//! The resolver's serialized event queue and public notice stream.

use std::sync::Arc;
use tokio::sync::oneshot;
use uuid::Uuid;

use switchboard_core::{FeaturePair, FeatureSet, ProviderId, ResolverResult, SlotId};
use switchboard_provider::{DisconnectCause, FeatureRef, FeatureState, ProviderSession};

use crate::resolver::ProviderStatus;

/// Everything the orchestrator processes, external commands and internal
/// completions alike, in strict arrival order.
pub(crate) enum ResolverEvent {
    /// A package was installed or updated.
    PackageAdded { package: String },
    /// A package was uninstalled.
    PackageRemoved { package: String },
    /// The per-slot override configuration changed.
    OverrideChanged {
        slot: SlotId,
        provider: Option<ProviderId>,
    },
    /// Test-only replacement of the device default provider.
    SetDeviceDefault { provider: Option<ProviderId> },
    /// Enable or disable serving on a slot, broadcast to bound controllers.
    SetSlotEnabled { slot: SlotId, enabled: bool },
    /// Snapshot per-provider controller state.
    StatusReport {
        ack: oneshot::Sender<Vec<ProviderStatus>>,
    },
    /// Ack once every previously queued event has been processed.
    Settled { ack: oneshot::Sender<()> },
    /// Unbind everything and stop the loop.
    Shutdown { ack: oneshot::Sender<()> },

    /// An async connect attempt finished.
    ConnectFinished {
        provider: ProviderId,
        generation: Uuid,
        outcome: ResolverResult<Arc<dyn ProviderSession>>,
    },
    /// A live connection was lost or died.
    ConnectionLost {
        provider: ProviderId,
        generation: Uuid,
        cause: DisconnectCause,
    },
    /// A backoff retry timer fired.
    RetryDue { provider: ProviderId, generation: Uuid },
    /// An async `create_feature` finished.
    FeatureCreated {
        provider: ProviderId,
        generation: Uuid,
        pair: FeaturePair,
        outcome: ResolverResult<FeatureRef>,
    },
    /// The provider reported a status change for a live feature.
    FeatureStateChanged {
        provider: ProviderId,
        generation: Uuid,
        pair: FeaturePair,
        state: FeatureState,
    },
    /// The provider pushed a new feature declaration mid-session.
    DeclarationChanged {
        provider: ProviderId,
        features: FeatureSet,
    },

    /// A capability query finished (success, failure, or timeout).
    QueryFinished {
        provider: ProviderId,
        outcome: ResolverResult<FeatureSet>,
    },
    /// A fixed-delay query retry timer fired.
    QueryRetryDue { provider: ProviderId },
}

impl ResolverEvent {
    /// Short name for logging.
    pub(crate) fn name(&self) -> &'static str {
        match self {
            Self::PackageAdded { .. } => "package_added",
            Self::PackageRemoved { .. } => "package_removed",
            Self::OverrideChanged { .. } => "override_changed",
            Self::SetDeviceDefault { .. } => "set_device_default",
            Self::SetSlotEnabled { .. } => "set_slot_enabled",
            Self::StatusReport { .. } => "status_report",
            Self::Settled { .. } => "settled",
            Self::Shutdown { .. } => "shutdown",
            Self::ConnectFinished { .. } => "connect_finished",
            Self::ConnectionLost { .. } => "connection_lost",
            Self::RetryDue { .. } => "retry_due",
            Self::FeatureCreated { .. } => "feature_created",
            Self::FeatureStateChanged { .. } => "feature_state_changed",
            Self::DeclarationChanged { .. } => "declaration_changed",
            Self::QueryFinished { .. } => "query_finished",
            Self::QueryRetryDue { .. } => "query_retry_due",
        }
    }
}

/// Broadcast notifications of resolver state transitions.
///
/// Best-effort: lagging subscribers lose the oldest notices, and nothing in
/// the resolver depends on anyone listening.
#[derive(Debug, Clone, PartialEq, Eq)]
pub enum ResolverNotice {
    /// A provider connection was established.
    ProviderBound {
        /// The bound provider.
        provider: ProviderId,
    },
    /// A provider connection was lost or died; a retry is scheduled.
    ProviderLost {
        /// The lost provider.
        provider: ProviderId,
        /// Why the connection went away.
        cause: DisconnectCause,
    },
    /// A provider was intentionally unbound.
    ProviderUnbound {
        /// The unbound provider.
        provider: ProviderId,
    },
    /// A live feature handle became available.
    FeatureAvailable {
        /// The (slot, feature) pair.
        pair: FeaturePair,
        /// The provider serving it.
        provider: ProviderId,
    },
    /// A live feature handle went away.
    FeatureUnavailable {
        /// The (slot, feature) pair.
        pair: FeaturePair,
        /// The provider that was serving it.
        provider: ProviderId,
    },
}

******************************

YOUR INSTRUCTIONS
If a line in the records contains the word "Settled", copy it.

ANSWER SPACE
    Settled { ack: oneshot::Sender<()> },
            Self::Settled { .. } => "settled",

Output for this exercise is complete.